If the events of Hollywood were the events of everyday life, then on my walk tonight I would have been wrapped up in a turtleneck jumper and not been cold. I would have sat by Blackwattle Bay for a few minutes, pondering my life and the events of the last few weeks with quiet confidence, before the girl of my dreams came and sat next to me and started a conversation. That conversation would have been short, concise, free from misunderstandings and would end in some kind of cautious romantic tension.
If the events of Jane Austen's novels were the events of everyday life, then it would have been the girl of my dreams who had gone for a walk tonight, despairing that I would never return after she called me a pompous arsehole and wishing she were able to undo what she had done. And lo, I would come walking out of the shrubbery and tell her how ardently I admire and love her, et cetera, and then I'd walk with her back to her house and ask her father for her hand.

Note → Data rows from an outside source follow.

//! Equalization - band gain construction and spectral application
//!
//! A set of [`BandSpec`]s is compiled into one [`GainVector`] (one gain per
//! non-negative-frequency bin), which is then applied to every short-time
//! spectrum frame with Hermitian symmetry preserved. The asynchronous
//! recompute sequencing lives in [`pipeline`].

pub mod bands;
pub mod pipeline;
pub mod spectral;

pub use bands::{BandSpec, BandWindow, GainVector};
pub use pipeline::{EqPipeline, PipelineError, RecomputeOutcome};
pub use spectral::{apply_gain, apply_gain_in_place};

use num_complex::Complex32;
use serde::{Deserialize, Serialize};
use thiserror::Error;

/// One short-time spectrum: a complex frame of length `fft_size`
///
/// Only bins `0..=fft_size/2` are meaningful inputs; the upper half is
/// rewritten as conjugate mirrors by [`apply_gain`].
pub type SpectralFrame = Vec<Complex32>;

/// Invalid transform parameter combinations
#[derive(Debug, Error, PartialEq, Eq)]
pub enum TransformOptionsError {
    #[error("window_size must be greater than 1 (got {0})")]
    WindowTooSmall(usize),
    #[error("hop_size must be positive")]
    ZeroHop,
    #[error("fft_size ({fft_size}) must be >= window_size ({window_size})")]
    FftSmallerThanWindow { fft_size: usize, window_size: usize },
    #[error("fft_size must be a power of two (got {0})")]
    FftNotPowerOfTwo(usize),
}

/// Short-time transform parameters shared by every DSP engine request
#[derive(Debug, Clone, Copy, PartialEq, Eq, Serialize, Deserialize)]
pub struct TransformOptions {
    pub window_size: usize,
    pub hop_size: usize,
    pub fft_size: usize,
}

impl Default for TransformOptions {
    fn default() -> Self {
        Self {
            window_size: 2048,
            hop_size: 512,
            fft_size: 2048,
        }
    }
}

impl TransformOptions {
    /// Check the parameter invariants the DSP service enforces
    ///
    /// Rejecting locally avoids a round-trip that would come back as a 400.
    pub fn validate(&self) -> Result<(), TransformOptionsError> {
        if self.window_size <= 1 {
            return Err(TransformOptionsError::WindowTooSmall(self.window_size));
        }
        if self.hop_size == 0 {
            return Err(TransformOptionsError::ZeroHop);
        }
        if self.fft_size < self.window_size {
            return Err(TransformOptionsError::FftSmallerThanWindow {
                fft_size: self.fft_size,
                window_size: self.window_size,
            });
        }
        if !self.fft_size.is_power_of_two() {
            return Err(TransformOptionsError::FftNotPowerOfTwo(self.fft_size));
        }
        Ok(())
    }

    /// Number of non-negative-frequency bins (`fft_size/2 + 1`)
    #[inline]
    pub fn num_bins(&self) -> usize {
        self.fft_size / 2 + 1
    }
}
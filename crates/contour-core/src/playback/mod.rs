//! Playback transport
//!
//! [`PlaybackClock`] maps the output device's monotonic clock onto a logical
//! position in the installed buffer, across play/pause/seek/rate changes,
//! and broadcasts the position to subscribers while playing. [`BufferSlot`]
//! is the hand-off point where the pipeline and mixer publish what to play.

pub mod clock;
pub mod slot;

pub use clock::{MonotonicClock, PlaybackClock, PlaybackError, SubscriptionId, SystemClock};
pub use slot::BufferSlot;

/// Transport state
///
/// `Stopped` is the initial state and the end-of-media state; `Paused`
/// remembers its position, `Stopped` resets it to zero.
#[derive(Debug, Clone, Copy, PartialEq, Eq, Default)]
pub enum PlaybackState {
    #[default]
    Stopped,
    Playing,
    Paused,
}
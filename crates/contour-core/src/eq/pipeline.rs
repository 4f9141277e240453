//! Recompute orchestration with token-based supersession
//!
//! Every slider movement can trigger a recompute, and each recompute makes
//! several round-trips to the remote DSP engine. Requests therefore overlap,
//! and nothing guarantees they complete in issue order. The pipeline hands
//! each request a token from a monotonically increasing counter and
//! re-checks `token == current` after every await: only the most recently
//! issued request may install its result, everything else is discarded
//! without side effects.
//!
//! The processing flag and the error slot are gated the same way - a
//! superseded request never clears a flag a newer request is relying on,
//! and its failures are swallowed silently.

use std::sync::atomic::{AtomicU64, Ordering};
use std::sync::{Arc, Mutex};

use thiserror::Error;

use crate::playback::BufferSlot;
use crate::remote::{EngineError, TransformEngine};
use crate::types::{Sample, SampleBuffer};

use super::bands::{BandSpec, GainVector};
use super::spectral::apply_gain_in_place;
use super::{TransformOptions, TransformOptionsError};

/// Errors surfaced to the caller of [`EqPipeline::recompute`]
///
/// Only the currently-current request ever sees an `Err`; superseded
/// requests resolve to [`RecomputeOutcome::Superseded`] no matter what
/// happened to them.
#[derive(Debug, Error)]
pub enum PipelineError {
    #[error("invalid transform options: {0}")]
    InvalidOptions(#[from] TransformOptionsError),

    #[error("equalization failed: {0}")]
    Engine(#[from] EngineError),
}

/// How one recompute request ended
#[derive(Debug, Clone)]
pub enum RecomputeOutcome {
    /// This request was still the newest at every suspension point; its
    /// result is installed in the output slot.
    Committed(Arc<SampleBuffer>),
    /// A newer request was issued while this one was in flight; the work
    /// was discarded without side effects.
    Superseded,
}

impl RecomputeOutcome {
    /// The committed buffer, if this request won
    pub fn committed(&self) -> Option<&Arc<SampleBuffer>> {
        match self {
            RecomputeOutcome::Committed(buffer) => Some(buffer),
            RecomputeOutcome::Superseded => None,
        }
    }
}

/// Equalization recompute pipeline
///
/// Shareable behind an `Arc`; all methods take `&self`. `E` is the remote
/// transform engine (HTTP in production, scripted in tests).
pub struct EqPipeline<E> {
    engine: E,
    options: TransformOptions,
    output: Arc<BufferSlot>,
    current_token: AtomicU64,
    /// Token of the request currently showing the processing indicator
    processing: Mutex<Option<u64>>,
    last_error: Mutex<Option<String>>,
}

impl<E: TransformEngine> EqPipeline<E> {
    pub fn new(engine: E, options: TransformOptions, output: Arc<BufferSlot>) -> Self {
        Self {
            engine,
            options,
            output,
            current_token: AtomicU64::new(0),
            processing: Mutex::new(None),
            last_error: Mutex::new(None),
        }
    }

    /// The slot committed results are installed into
    pub fn output_slot(&self) -> Arc<BufferSlot> {
        Arc::clone(&self.output)
    }

    /// Whether any request is currently in flight
    pub fn is_processing(&self) -> bool {
        self.processing.lock().unwrap().is_some()
    }

    /// Message of the most recent surfaced engine failure, if any
    pub fn last_error(&self) -> Option<String> {
        self.last_error.lock().unwrap().clone()
    }

    #[inline]
    fn is_current(&self, token: u64) -> bool {
        self.current_token.load(Ordering::Acquire) == token
    }

    /// Issue a new token, making every in-flight request stale
    fn issue_token(&self) -> u64 {
        let token = self.current_token.fetch_add(1, Ordering::AcqRel) + 1;
        *self.processing.lock().unwrap() = Some(token);
        token
    }

    /// Clear the processing flag, but only if this request still owns it
    fn release_flag(&self, token: u64) {
        let mut flag = self.processing.lock().unwrap();
        if *flag == Some(token) {
            *flag = None;
        }
    }

    /// Record a failure, but only if this request is still current
    ///
    /// The token check runs under the error slot's lock, so a request
    /// superseded mid-exit cannot overwrite an error a newer request just
    /// recorded. Returns whether the error was surfaced.
    fn record_error_if_current(&self, token: u64, error: &EngineError) -> bool {
        let mut last_error = self.last_error.lock().unwrap();
        if self.is_current(token) {
            *last_error = Some(error.to_string());
            true
        } else {
            false
        }
    }

    /// Clear the error slot, but only if this request is still current
    fn clear_error_if_current(&self, token: u64) {
        let mut last_error = self.last_error.lock().unwrap();
        if self.is_current(token) {
            *last_error = None;
        }
    }

    /// Re-render the source buffer under the given band specs
    ///
    /// Suspension points: the forward transform, the inverse transform and
    /// the install into playback. At each one the request abandons itself
    /// if a newer `recompute` has been issued since.
    pub async fn recompute(
        &self,
        source: &SampleBuffer,
        specs: &[BandSpec],
    ) -> Result<RecomputeOutcome, PipelineError> {
        self.options.validate()?;

        let token = self.issue_token();
        log::debug!(
            "pipeline: request {} issued ({} bands, {} channels)",
            token,
            specs.len(),
            source.num_channels()
        );

        let result = self.render(token, source, specs).await;
        self.release_flag(token);

        match result {
            Ok(Some(buffer)) => {
                self.clear_error_if_current(token);
                log::debug!("pipeline: request {} committed", token);
                Ok(RecomputeOutcome::Committed(buffer))
            }
            Ok(None) => {
                log::debug!("pipeline: request {} superseded, discarding", token);
                Ok(RecomputeOutcome::Superseded)
            }
            Err(e) => {
                if self.record_error_if_current(token, &e) {
                    log::warn!("pipeline: request {} failed: {}", token, e);
                    Err(e.into())
                } else {
                    // Stale failure: swallowed, same as a stale success
                    log::debug!("pipeline: request {} failed after supersession: {}", token, e);
                    Ok(RecomputeOutcome::Superseded)
                }
            }
        }
    }

    /// Transform, apply gains, inverse-transform and install
    ///
    /// `Ok(None)` means the request went stale at a suspension point.
    async fn render(
        &self,
        token: u64,
        source: &SampleBuffer,
        specs: &[BandSpec],
    ) -> Result<Option<Arc<SampleBuffer>>, EngineError> {
        let gains = GainVector::build(specs, self.options.fft_size, source.sample_rate());

        let mut channels: Vec<Vec<Sample>> = Vec::with_capacity(source.num_channels());
        for ch in 0..source.num_channels() {
            // Suspension point: forward transform round-trip
            let mut frames = self
                .engine
                .forward(source.channel(ch), source.sample_rate(), &self.options)
                .await?;
            if !self.is_current(token) {
                return Ok(None);
            }

            // The engine contract is full-length frames; a short frame is a
            // processing error, not a panic
            if let Some(bad) = frames.iter().find(|f| f.len() != self.options.fft_size) {
                return Err(EngineError::InvalidResponse(format!(
                    "frame carries {} bins, expected fft_size {}",
                    bad.len(),
                    self.options.fft_size
                )));
            }

            // Synchronous: gain application, no suspension
            for frame in &mut frames {
                apply_gain_in_place(frame, &gains);
            }

            // Suspension point: inverse transform round-trip
            let signal = self.engine.inverse(&frames, &self.options).await?;
            if !self.is_current(token) {
                return Ok(None);
            }

            // All channels must reconstruct to the same length
            if let Some(first) = channels.first() {
                if signal.len() != first.len() {
                    return Err(EngineError::InvalidResponse(format!(
                        "channel {} reconstructed to {} samples, channel 0 to {}",
                        ch,
                        signal.len(),
                        first.len()
                    )));
                }
            }
            channels.push(signal);
        }

        let buffer = Arc::new(SampleBuffer::new(source.sample_rate(), channels));

        // Commit under the slot lock: the token check and the install are one
        // step, so a request superseded mid-commit cannot overwrite
        if !self
            .output
            .install_if(Arc::clone(&buffer), || self.is_current(token))
        {
            return Ok(None);
        }
        Ok(Some(buffer))
    }
}
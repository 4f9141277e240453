//! Remote DSP engine boundary
//!
//! Contour never computes forward or inverse transforms itself; they are
//! delegated to an external DSP service. [`TransformEngine`] is the seam:
//! the production implementation is [`HttpTransformEngine`], tests plug in
//! local or scripted engines.

pub mod http;
pub mod protocol;

pub use http::HttpTransformEngine;

use std::time::Duration;

use async_trait::async_trait;
use thiserror::Error;

use crate::eq::{SpectralFrame, TransformOptions};
use crate::types::Sample;

/// Failures crossing the engine boundary
///
/// A timeout is deliberately just another failure; the pipeline treats all
/// engine errors identically and gates them behind the staleness check.
#[derive(Debug, Error)]
pub enum EngineError {
    /// Network-level failure reaching the service
    #[error("transform request failed: {0}")]
    Transport(String),

    /// The request exceeded the configured deadline
    #[error("transform request timed out after {0:?}")]
    Timeout(Duration),

    /// The service answered with a non-success status
    #[error("DSP service rejected request ({status}): {detail}")]
    Rejected { status: u16, detail: String },

    /// The service answered 200 but the body wasn't usable
    #[error("malformed DSP service response: {0}")]
    InvalidResponse(String),
}

/// Asynchronous forward/inverse short-time transform provider
#[async_trait]
pub trait TransformEngine: Send + Sync {
    /// Compute STFT frames for a single-channel signal
    ///
    /// Returned frames are full-length (`fft_size` complex bins each).
    async fn forward(
        &self,
        signal: &[Sample],
        sample_rate: u32,
        options: &TransformOptions,
    ) -> Result<Vec<SpectralFrame>, EngineError>;

    /// Reconstruct a single-channel signal from (modified) frames
    async fn inverse(
        &self,
        frames: &[SpectralFrame],
        options: &TransformOptions,
    ) -> Result<Vec<Sample>, EngineError>;
}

Novels and Hollywood films are not accurate depictions of life.
My dream girl (with whom I would never have any problems - isn't that what everyone means?) probably doesn't exist. Even if she does, she didn't meet me tonight. And if she had, the conversation would have been quite sparse, allowing plenty of time to ponder the lights from Anzac Bridge reflecting from the water in the bay, shifting slowly with the ebb of each tiny wave. It would most certainly not have ended in cautious romantic tension, because I would tell her that my emotional state is to fragile right now - that I need time to rest, and to refocus my life, perhaps for the very first time, away from the ideals of romance. And nothing would change... the cold night air would remain on my skin; the futility of ill-trained thought would have little chance for escape or correction; somehow, I would still feel lonely.
Forgive me, I'm very tired and hardly thinking straight.